Nadine sat down at one of the barstools along the kitchen counter and opened up the app. Kate and DeMarco watched as Nadine logged in under the Hix account. Within a few seconds, the address of the Hix home popped up. Nadine clicked on it and a page with a calendar appeared on the screen.
“The app allows us to go back sixty days. Anything more than that and it all gets stored on the cloud.”
“Sixty days is more than enough. In fact, there are just two days I need you to check.”
“I assume one would be from eight days ago, right? The day she was killed?”
“Yes, please.”
“How exactly does this work?” DeMarco asked.
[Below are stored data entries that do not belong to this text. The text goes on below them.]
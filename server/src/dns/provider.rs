//! Zone provider capability
//!
//! The minimal set of operations the record manager needs from a remote
//! zone: query by (type, name), create, update by id, delete by id. Record
//! ids are never cached by callers; every operation starts from a fresh query.

use async_trait::async_trait;
use std::fmt::Debug;

use super::types::{DnsRecord, DnsResult, RecordType};

#[async_trait]
pub trait ZoneProvider: Send + Sync + Debug {
    /// Provider name for logging
    fn name(&self) -> &'static str;

    /// All records in the zone matching `record_type` and fully-qualified `name`
    async fn find_records(&self, record_type: RecordType, name: &str) -> DnsResult<Vec<DnsRecord>>;

    /// Create a record, returning it with its provider-assigned id
    async fn create_record(
        &self,
        record_type: RecordType,
        name: &str,
        content: &str,
    ) -> DnsResult<DnsRecord>;

    /// Replace the content of the record identified by `id`
    async fn update_record(
        &self,
        id: &str,
        record_type: RecordType,
        name: &str,
        content: &str,
    ) -> DnsResult<DnsRecord>;

    /// Delete the record identified by `id`. Deleting a record that is
    /// already gone succeeds.
    async fn delete_record(&self, id: &str) -> DnsResult<()>;
}
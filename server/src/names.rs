//! Hostname candidate generation
//!
//! Produces short, human readable `adjective-surname` labels in the style of
//! container names (`focused-hopper`, `eager-turing`). Uniqueness is not this
//! module's concern; the registration store rejects and redraws collisions.

use rand::seq::SliceRandom;

/// Source of hostname candidates
pub trait NameGenerator: Send + Sync {
    /// Produce the next candidate label
    fn candidate(&self) -> String;
}

const ADJECTIVES: &[&str] = &[
    "admiring", "adoring", "affectionate", "agitated", "amazing", "angry", "awesome",
    "beautiful", "blissful", "bold", "brave", "busy", "charming", "clever", "cool",
    "compassionate", "competent", "condescending", "confident", "cranky", "crazy",
    "dazzling", "determined", "distracted", "dreamy", "eager", "ecstatic", "elastic",
    "elated", "elegant", "eloquent", "epic", "exciting", "fervent", "festive", "flamboyant",
    "focused", "friendly", "frosty", "funny", "gallant", "gifted", "goofy", "gracious",
    "great", "happy", "hardcore", "heuristic", "hopeful", "hungry", "infallible",
    "inspiring", "intelligent", "interesting", "jolly", "jovial", "keen", "kind",
    "laughing", "loving", "lucid", "magical", "modest", "musing", "mystifying", "naughty",
    "nervous", "nice", "nifty", "nostalgic", "objective", "optimistic", "peaceful",
    "pedantic", "pensive", "practical", "priceless", "quirky", "quizzical", "recursing",
    "relaxed", "reverent", "romantic", "sad", "serene", "sharp", "silly", "sleepy",
    "stoic", "strange", "stupefied", "suspicious", "sweet", "tender", "thirsty",
    "trusting", "unruffled", "upbeat", "vibrant", "vigilant", "vigorous", "wizardly",
    "wonderful", "xenodochial", "youthful", "zealous", "zen",
];

const SURNAMES: &[&str] = &[
    "albattani", "allen", "almeida", "archimedes", "ardinghelli", "aryabhata", "austin",
    "babbage", "banach", "bardeen", "bartik", "bassi", "bell", "benz", "bhabha",
    "blackwell", "bohr", "booth", "borg", "bose", "boyd", "brahmagupta", "brattain",
    "brown", "carson", "cerf", "chandrasekhar", "clarke", "colden", "cori", "cray",
    "curie", "darwin", "davinci", "diffie", "dijkstra", "dubinsky", "easley", "einstein",
    "elbakyan", "elgamal", "elion", "engelbart", "euclid", "euler", "faraday", "fermat",
    "fermi", "feynman", "franklin", "galileo", "gates", "goldberg", "goldstine",
    "goldwasser", "goodall", "hamilton", "hawking", "heisenberg", "hellman", "hermann",
    "hodgkin", "hofstadter", "hoover", "hopper", "hugle", "hypatia", "jackson", "jang",
    "jennings", "jepsen", "johnson", "joliot", "jones", "kalam", "kapitsa", "keller",
    "kepler", "khorana", "kilby", "kirch", "knuth", "kowalevski", "lalande", "lamarr",
    "lamport", "leakey", "leavitt", "lederberg", "lehmann", "lewin", "lichterman",
    "liskov", "lovelace", "lumiere", "mahavira", "margulis", "matsumoto", "maxwell",
    "mayer", "mccarthy", "mcclintock", "meitner", "merkle", "mirzakhani", "montalcini",
    "moore", "morse", "murdock", "napier", "nash", "neumann", "newton", "nightingale",
    "nobel", "noether", "northcutt", "noyce", "pare", "pascal", "pasteur", "payne",
    "perlman", "pike", "poincare", "poitras", "ptolemy", "raman", "ramanujan", "ride",
    "ritchie", "rhodes", "robinson", "roentgen", "rosalind", "rubin", "saha", "sammet",
    "shamir", "shannon", "shaw", "shirley", "shockley", "sinoussi", "snyder", "solomon",
    "spence", "stonebraker", "sutherland", "swanson", "swartz", "swirles", "taussig",
    "tesla", "tharp", "thompson", "torvalds", "turing", "varahamihira", "visvesvaraya",
    "volhard", "villani", "wescoff", "wiles", "williams", "wilson", "wing", "wozniak",
    "wright", "wu", "yalow", "yonath", "zhukovsky",
];

/// Random `adjective-surname` generator
#[derive(Debug, Default, Clone, Copy)]
pub struct WordPairGenerator;

impl WordPairGenerator {
    pub fn new() -> Self {
        Self
    }
}

impl NameGenerator for WordPairGenerator {
    fn candidate(&self) -> String {
        let mut rng = rand::thread_rng();
        // Both lists are non-empty constants
        let adjective = ADJECTIVES.choose(&mut rng).copied().unwrap_or("zen");
        let surname = SURNAMES.choose(&mut rng).copied().unwrap_or("turing");

        format!("{}-{}", adjective, surname)
    }
}

/// True if `label` is a valid single DNS label (RFC 1123)
pub fn is_valid_label(label: &str) -> bool {
    !label.is_empty()
        && label.len() <= 63
        && !label.starts_with('-')
        && !label.ends_with('-')
        && label
            .chars()
            .all(|c| c.is_ascii_lowercase() || c.is_ascii_digit() || c == '-')
}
“There’s a sensor on the doorbell,” Nadine said. “When anyone comes up on the porch, it activates the camera. It then records until the person is either inside the house or has otherwise left the porch.”
“So there will only be a video entry on the day of her murder if someone walked up on the porch, correct?” Kate asked.
“That’s right. And…here we are. There are two videos from last Wednesday…the day she was killed.”
The three women hunched around Nadine’s phone, watching the somewhat grainy color playback from the app’s video feed. The first video was easy to dismiss right away. It was a UPS driver, placing a box on the front porch and then quickly walking away and returning to his truck. The box was not very large and was adorned with the Amazon logo on the side. Three seconds after the driver was gone, the camera cut off.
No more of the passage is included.